Illustration of cross-linker function. Here the distribution of bound cross-linkers is given for a single half-sinusoidal stretch of 17% of reference length for 0.25 s, beginning at 0.5 s. The steady-state distribution persists for the first 0.5 s, followed by the single transient stretch displacing the bound cross-linkers. After the stretch, recovery toward steady state begins.

Figure 2

Time courses of strain-induced fluidization. Tissue is stretched by 17% from reference length and held for 10 s; then, 2-Hz oscillations of 0% (baseline), 10%, 20%, and 40% of the stretch amplitude occur for 60 s. Recording continues for a further 30 s after the stretch. Experimental data (left) and model predictions (right) for the full oscillatory time course (upper) and the mean data averaged with a 0.5-s moving average to show the mean effect of the oscillations (lower).

Figure 3

Time courses of strain-induced fluidization (layout as in Fig. 2) for skin and tendon, with initial stretch amplitudes of 12.5% and 2%, respectively.

Figure 4

Final values for strain-induced fluidization. The ratio of force after oscillations (F_osc) to force during stress relaxation without oscillation (F_con) for the data in Fig. 2, (left), and equivalent data for skin and tendon (right). Errors are given as ± 1 SD.

Figure 5

Force recovery between transient stretches. Tissue at equilibrium is subject to a transient stretch of 17% of reference length lasting 0.25 s, followed by a rest period and a second, identical stretch.

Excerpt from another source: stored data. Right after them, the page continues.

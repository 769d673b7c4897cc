use std::fs;
use std::io::ErrorKind;
use std::path::Path;
use std::process::Command;
use std::thread;
use std::time::Duration;

use tracing::{debug, info, warn};

use crate::error::StepError;
use crate::plan::{CommandSpec, ForwardAction, UndoAction, backup_path};

/// Performs system-mutating actions on behalf of the installer.
pub trait StepRunner {
    /// # Errors
    ///
    /// Returns an error if the forward action failed.
    fn perform(&self, action: &ForwardAction) -> Result<(), StepError>;

    /// # Errors
    ///
    /// Returns an error if the compensating action failed.
    fn undo(&self, action: &UndoAction) -> Result<(), StepError>;
}

/// Runs actions against the local system.
#[derive(Debug, Default)]
pub struct SystemRunner;

impl SystemRunner {
    #[must_use]
    pub fn new() -> Self {
        Self
    }
}

impl StepRunner for SystemRunner {
    fn perform(&self, action: &ForwardAction) -> Result<(), StepError> {
        match action {
            ForwardAction::Command(spec) => run_with_retries(spec),
            ForwardAction::WriteFile {
                path,
                contents,
                backup,
            } => write_file(path, contents, *backup),
            ForwardAction::CreateDir { path } => {
                debug!(path = %path.display(), "creating directory");
                fs::create_dir_all(path).map_err(|source| io_error("create", path, source))
            }
        }
    }

    fn undo(&self, action: &UndoAction) -> Result<(), StepError> {
        match action {
            UndoAction::Command(spec) => run_with_retries(spec),
            UndoAction::RemoveFile { path } => remove_file_if_present(path),
            UndoAction::RemoveDir { path } => match fs::remove_dir_all(path) {
                Err(e) if e.kind() != ErrorKind::NotFound => Err(io_error("remove", path, e)),
                _ => Ok(()),
            },
            UndoAction::RestoreFile { backup, path } => {
                if backup.exists() {
                    fs::rename(backup, path).map_err(|source| io_error("restore", path, source))
                } else {
                    remove_file_if_present(path)
                }
            }
        }
    }
}

fn run_with_retries(spec: &CommandSpec) -> Result<(), StepError> {
    let mut attempt = 0;
    loop {
        match run_once(spec) {
            Ok(()) => return Ok(()),
            Err(e) if attempt < spec.retries => {
                attempt += 1;
                warn!(
                    command = %spec.display(),
                    attempt,
                    retries = spec.retries,
                    error = %e,
                    "command failed, retrying in {}s",
                    spec.retry_delay_secs
                );
                thread::sleep(Duration::from_secs(spec.retry_delay_secs));
            }
            Err(e) => return Err(e),
        }
    }
}

fn run_once(spec: &CommandSpec) -> Result<(), StepError> {
    debug!(command = %spec.display(), "running command");

    let output = Command::new(&spec.program)
        .args(&spec.args)
        .envs(&spec.env)
        .output()
        .map_err(|source| StepError::Spawn {
            program: spec.program.clone(),
            source,
        })?;

    if output.status.success() {
        return Ok(());
    }
    Err(StepError::CommandFailed {
        program: spec.program.clone(),
        status: output.status,
        stderr: String::from_utf8_lossy(&output.stderr).into_owned(),
    })
}

fn write_file(path: &Path, contents: &str, backup: bool) -> Result<(), StepError> {
    if let Some(parent) = path.parent().filter(|p| !p.as_os_str().is_empty()) {
        fs::create_dir_all(parent).map_err(|source| io_error("create", parent, source))?;
    }

    if backup {
        let copy = backup_path(path);
        if path.exists() {
            fs::copy(path, &copy).map_err(|source| io_error("back up", path, source))?;
            info!(path = %path.display(), backup = %copy.display(), "saved backup");
        } else {
            // a stale copy from an earlier run must not be restored over a new file
            remove_file_if_present(&copy)?;
        }
    }

    debug!(path = %path.display(), bytes = contents.len(), "writing file");
    fs::write(path, contents).map_err(|source| io_error("write", path, source))
}

fn remove_file_if_present(path: &Path) -> Result<(), StepError> {
    match fs::remove_file(path) {
        Err(e) if e.kind() != ErrorKind::NotFound => Err(io_error("remove", path, e)),
        _ => Ok(()),
    }
}

fn io_error(operation: &'static str, path: &Path, source: std::io::Error) -> StepError {
    StepError::Io {
        operation,
        path: path.to_path_buf(),
        source,
    }
}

The ratio between peak forces above baseline is measured as a function of the time between stretches. Data are given for both the model prediction and ASM experiment, with errors shown as ± 1 SD.

Figure 6

Recovery of force after a transient stretch. Tissue is stretched by 17% of reference length for 0.25 s, half-sinusoidally, generating a drop in basal force upon return to L_ref and subsequent recovery. Results are given both for the ASM experiment (gray line) and model predictions (black line).

Figure 7

Stress relaxation. The cross-linker is stretched by 10% of the reference length and held for 1000 s. Although the relaxation is multiexponential, across these five decades of time the behavior is a reasonable approximation to a power law.